(About this task): Copy out all of the data exactly as it appears.

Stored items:
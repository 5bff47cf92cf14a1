use std::sync::mpsc::{Receiver, SyncSender, TrySendError};
use std::thread;
use std::time::Duration;

use tracing::{debug, warn};
use v4l::buffer::Type;
use v4l::io::mmap::Stream as MmapStream;
use v4l::io::traits::CaptureStream;
use v4l::video::Capture;
use v4l::{Device, FourCC};

use super::{Frame, FrameSource};
use crate::error::StreamError;

const FRAME_INTERVAL: Duration = Duration::from_millis(33);
const BUFFER_COUNT: u32 = 4;

/// Camera-backed frame source
///
/// The V4L stream runs on a dedicated thread, as the mmap'ed capture
/// buffers borrow the device handle. Frames arrive through a bounded
/// channel and are dropped while the consumer lags. Dropping the source
/// disconnects the channel, which unblocks the thread on its next send
/// and closes the device on every exit path.
pub struct DeviceSource {
    rx: Receiver<Frame>,
}

impl DeviceSource {
    /// Opens the first index that yields a capture device
    pub fn open(indices: &[usize]) -> Result<Self, StreamError> {
        let dev = indices
            .iter()
            .find_map(|&index| match Device::new(index) {
                Ok(dev) => Some(dev),
                Err(err) => {
                    debug!("Capture device {} not available: {}", index, err);
                    None
                }
            })
            .ok_or(StreamError::DeviceUnavailable)?;

        let mut fmt = dev.format()?;
        fmt.fourcc = FourCC::new(b"MJPG");
        dev.set_format(&fmt)?;

        let (tx, rx) = std::sync::mpsc::sync_channel(1);
        thread::spawn(move || capture_loop(dev, tx));
        Ok(DeviceSource { rx })
    }
}

impl FrameSource for DeviceSource {
    /// `None` once the device read fails and the capture thread is gone
    fn capture(&mut self) -> Option<Frame> {
        self.rx.recv().ok()
    }

    fn frame_interval(&self) -> Duration {
        FRAME_INTERVAL
    }

    fn is_live(&self) -> bool {
        true
    }
}

fn capture_loop(dev: Device, tx: SyncSender<Frame>) {
    let mut stream = match MmapStream::with_buffers(&dev, Type::VideoCapture, BUFFER_COUNT) {
        Ok(stream) => stream,
        Err(err) => {
            warn!("Failed mapping capture buffers: {}", err);
            return;
        }
    };

    loop {
        match stream.next() {
            Ok((buf, meta)) => {
                let used = (meta.bytesused as usize).min(buf.len());
                match tx.try_send(buf[..used].to_vec()) {
                    Err(TrySendError::Disconnected(_)) => break,
                    // consumer still busy with the last frame, drop this one
                    Err(TrySendError::Full(_)) => {}
                    Ok(()) => {}
                }
            }
            Err(err) => {
                warn!("Device read failed: {}", err);
                break;
            }
        }
    }
}
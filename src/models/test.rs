use chrono::{Duration, NaiveDate, Utc};

use super::reading::{self, SensorReading};
use super::*;

fn mock_reading() -> SensorReading {
    SensorReading {
        water_level: 66.0,
        ph_level: 6.4,
        temperature: 22.5,
        humidity: 70.0,
        tds_level: 900.0,
        dissolved_oxygen: 6.5,
    }
}

#[tokio::test]
async fn test_init_schema_is_idempotent() {
    let conn = establish_test_db().await;
    init_schema(&conn).await.unwrap();
    check_schema(&conn).await.unwrap();
}

#[tokio::test]
async fn test_insert_and_latest() {
    let conn = establish_test_db().await;
    assert!(reading::get_latest(&conn).await.unwrap().is_none());

    let now = Utc::now().naive_utc();
    let first_id = reading::insert(&conn, &mock_reading(), now - Duration::hours(1))
        .await
        .unwrap();
    let second_id = reading::insert(&conn, &mock_reading(), now).await.unwrap();
    assert!(second_id > first_id);
    assert_eq!(2, reading::count(&conn).await.unwrap());

    let latest = reading::get_latest(&conn).await.unwrap().unwrap();
    assert_eq!(second_id, latest.id());
    assert_eq!(reading::format_timestamp(now), latest.timestamp());
    assert_eq!(mock_reading(), latest.reading());
}

#[tokio::test]
async fn test_range_is_inclusive_and_ordered() {
    let conn = establish_test_db().await;
    let base = NaiveDate::from_ymd_opt(2026, 3, 7)
        .unwrap()
        .and_hms_opt(12, 0, 0)
        .unwrap();

    // insert out of order
    for offset in [2i64, 0, 1] {
        reading::insert(&conn, &mock_reading(), base + Duration::hours(offset))
            .await
            .unwrap();
    }

    let rows = reading::get_range(&conn, base, base + Duration::hours(2))
        .await
        .unwrap();
    assert_eq!(3, rows.len());
    let timestamps: Vec<&str> = rows.iter().map(|dao| dao.timestamp()).collect();
    let mut sorted = timestamps.clone();
    sorted.sort();
    assert_eq!(sorted, timestamps);
    assert_eq!(reading::format_timestamp(base), timestamps[0]);
    assert_eq!(
        reading::format_timestamp(base + Duration::hours(2)),
        timestamps[2]
    );
}

#[tokio::test]
async fn test_inverted_range_is_empty() {
    let conn = establish_test_db().await;
    let now = Utc::now().naive_utc();
    reading::insert(&conn, &mock_reading(), now).await.unwrap();

    let rows = reading::get_range(&conn, now, now - Duration::hours(1))
        .await
        .unwrap();
    assert!(rows.is_empty());
}

#[tokio::test]
async fn test_get_since_filters_old_rows() {
    let conn = establish_test_db().await;
    let now = Utc::now().naive_utc();
    reading::insert(&conn, &mock_reading(), now - Duration::hours(3))
        .await
        .unwrap();
    let recent_id = reading::insert(&conn, &mock_reading(), now - Duration::minutes(30))
        .await
        .unwrap();

    let rows = reading::get_since(&conn, Duration::hours(1)).await.unwrap();
    assert_eq!(1, rows.len());
    assert_eq!(recent_id, rows[0].id());
}
pub mod generator;
mod observer;

pub use observer::ConcurrentSensorObserver;
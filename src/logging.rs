use tracing_subscriber::EnvFilter;

pub fn init() {
    let filter = EnvFilter::try_from_default_env().unwrap_or_else(|_| EnvFilter::new("info"));
    tracing_subscriber::fmt().with_env_filter(filter).init();
}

(Answer space):
repository 5bff47cf92cf14a1
use std::sync::mpsc::{Receiver, SyncSender, TrySendError};
use std::thread;
use std::time::Duration;

use tracing::{debug, warn};
use v4l::buffer::Type;
use v4l::io::mmap::Stream as MmapStream;
use v4l::io::traits::CaptureStream;
use v4l::video::Capture;
use v4l::{Device, FourCC};

use super::{Frame, FrameSource};
use crate::error::StreamError;

const FRAME_INTERVAL: Duration = Duration::from_millis(33);
const BUFFER_COUNT: u32 = 4;

/// Camera-backed frame source
///
/// The V4L stream runs on a dedicated thread, as the mmap'ed capture
/// buffers borrow the device handle. Frames arrive through a bounded
/// channel and are dropped while the consumer lags. Dropping the source
/// disconnects the channel, which unblocks the thread on its next send
/// and closes the device on every exit path.
pub struct DeviceSource {
    rx: Receiver<Frame>,
}

impl DeviceSource {
    /// Opens the first index that yields a capture device
    pub fn open(indices: &[usize]) -> Result<Self, StreamError> {
        let dev = indices
            .iter()
            .find_map(|&index| match Device::new(index) {
                Ok(dev) => Some(dev),
                Err(err) => {
                    debug!("Capture device {} not available: {}", index, err);
                    None
                }
            })
            .ok_or(StreamError::DeviceUnavailable)?;

        let mut fmt = dev.format()?;
        fmt.fourcc = FourCC::new(b"MJPG");
        dev.set_format(&fmt)?;

        let (tx, rx) = std::sync::mpsc::sync_channel(1);
        thread::spawn(move || capture_loop(dev, tx));
        Ok(DeviceSource { rx })
    }
}

impl FrameSource for DeviceSource {
    /// `None` once the device read fails and the capture thread is gone
    fn capture(&mut self) -> Option<Frame> {
        self.rx.recv().ok()
    }

    fn frame_interval(&self) -> Duration {
        FRAME_INTERVAL
    }

    fn is_live(&self) -> bool {
        true
    }
}

fn capture_loop(dev: Device, tx: SyncSender<Frame>) {
    let mut stream = match MmapStream::with_buffers(&dev, Type::VideoCapture, BUFFER_COUNT) {
        Ok(stream) => stream,
        Err(err) => {
            warn!("Failed mapping capture buffers: {}", err);
            return;
        }
    };

    loop {
        match stream.next() {
            Ok((buf, meta)) => {
                let used = (meta.bytesused as usize).min(buf.len());
                match tx.try_send(buf[..used].to_vec()) {
                    Err(TrySendError::Disconnected(_)) => break,
                    // consumer still busy with the last frame, drop this one
                    Err(TrySendError::Full(_)) => {}
                    Ok(()) => {}
                }
            }
            Err(err) => {
                warn!("Device read failed: {}", err);
                break;
            }
        }
    }
}
filename src/models/test.rs
use chrono::{Duration, NaiveDate, Utc};

use super::reading::{self, SensorReading};
use super::*;

fn mock_reading() -> SensorReading {
    SensorReading {
        water_level: 66.0,
        ph_level: 6.4,
        temperature: 22.5,
        humidity: 70.0,
        tds_level: 900.0,
        dissolved_oxygen: 6.5,
    }
}

#[tokio::test]
async fn test_init_schema_is_idempotent() {
    let conn = establish_test_db().await;
    init_schema(&conn).await.unwrap();
    check_schema(&conn).await.unwrap();
}

#[tokio::test]
async fn test_insert_and_latest() {
    let conn = establish_test_db().await;
    assert!(reading::get_latest(&conn).await.unwrap().is_none());

    let now = Utc::now().naive_utc();
    let first_id = reading::insert(&conn, &mock_reading(), now - Duration::hours(1))
        .await
        .unwrap();
    let second_id = reading::insert(&conn, &mock_reading(), now).await.unwrap();
    assert!(second_id > first_id);
    assert_eq!(2, reading::count(&conn).await.unwrap());

    let latest = reading::get_latest(&conn).await.unwrap().unwrap();
    assert_eq!(second_id, latest.id());
    assert_eq!(reading::format_timestamp(now), latest.timestamp());
    assert_eq!(mock_reading(), latest.reading());
}

#[tokio::test]
async fn test_range_is_inclusive_and_ordered() {
    let conn = establish_test_db().await;
    let base = NaiveDate::from_ymd_opt(2026, 3, 7)
        .unwrap()
        .and_hms_opt(12, 0, 0)
        .unwrap();

    // insert out of order
    for offset in [2i64, 0, 1] {
        reading::insert(&conn, &mock_reading(), base + Duration::hours(offset))
            .await
            .unwrap();
    }

    let rows = reading::get_range(&conn, base, base + Duration::hours(2))
        .await
        .unwrap();
    assert_eq!(3, rows.len());
    let timestamps: Vec<&str> = rows.iter().map(|dao| dao.timestamp()).collect();
    let mut sorted = timestamps.clone();
    sorted.sort();
    assert_eq!(sorted, timestamps);
    assert_eq!(reading::format_timestamp(base), timestamps[0]);
    assert_eq!(
        reading::format_timestamp(base + Duration::hours(2)),
        timestamps[2]
    );
}

#[tokio::test]
async fn test_inverted_range_is_empty() {
    let conn = establish_test_db().await;
    let now = Utc::now().naive_utc();
    reading::insert(&conn, &mock_reading(), now).await.unwrap();

    let rows = reading::get_range(&conn, now, now - Duration::hours(1))
        .await
        .unwrap();
    assert!(rows.is_empty());
}

#[tokio::test]
async fn test_get_since_filters_old_rows() {
    let conn = establish_test_db().await;
    let now = Utc::now().naive_utc();
    reading::insert(&conn, &mock_reading(), now - Duration::hours(3))
        .await
        .unwrap();
    let recent_id = reading::insert(&conn, &mock_reading(), now - Duration::minutes(30))
        .await
        .unwrap();

    let rows = reading::get_since(&conn, Duration::hours(1)).await.unwrap();
    assert_eq!(1, rows.len());
    assert_eq!(recent_id, rows[0].id());
}
pub mod generator;
mod observer;

pub use observer::ConcurrentSensorObserver;
filename src/logging.rs
use tracing_subscriber::EnvFilter;

pub fn init() {
    let filter = EnvFilter::try_from_default_env().unwrap_or_else(|_| EnvFilter::new("info"));
    tracing_subscriber::fmt().with_env_filter(filter).init();
}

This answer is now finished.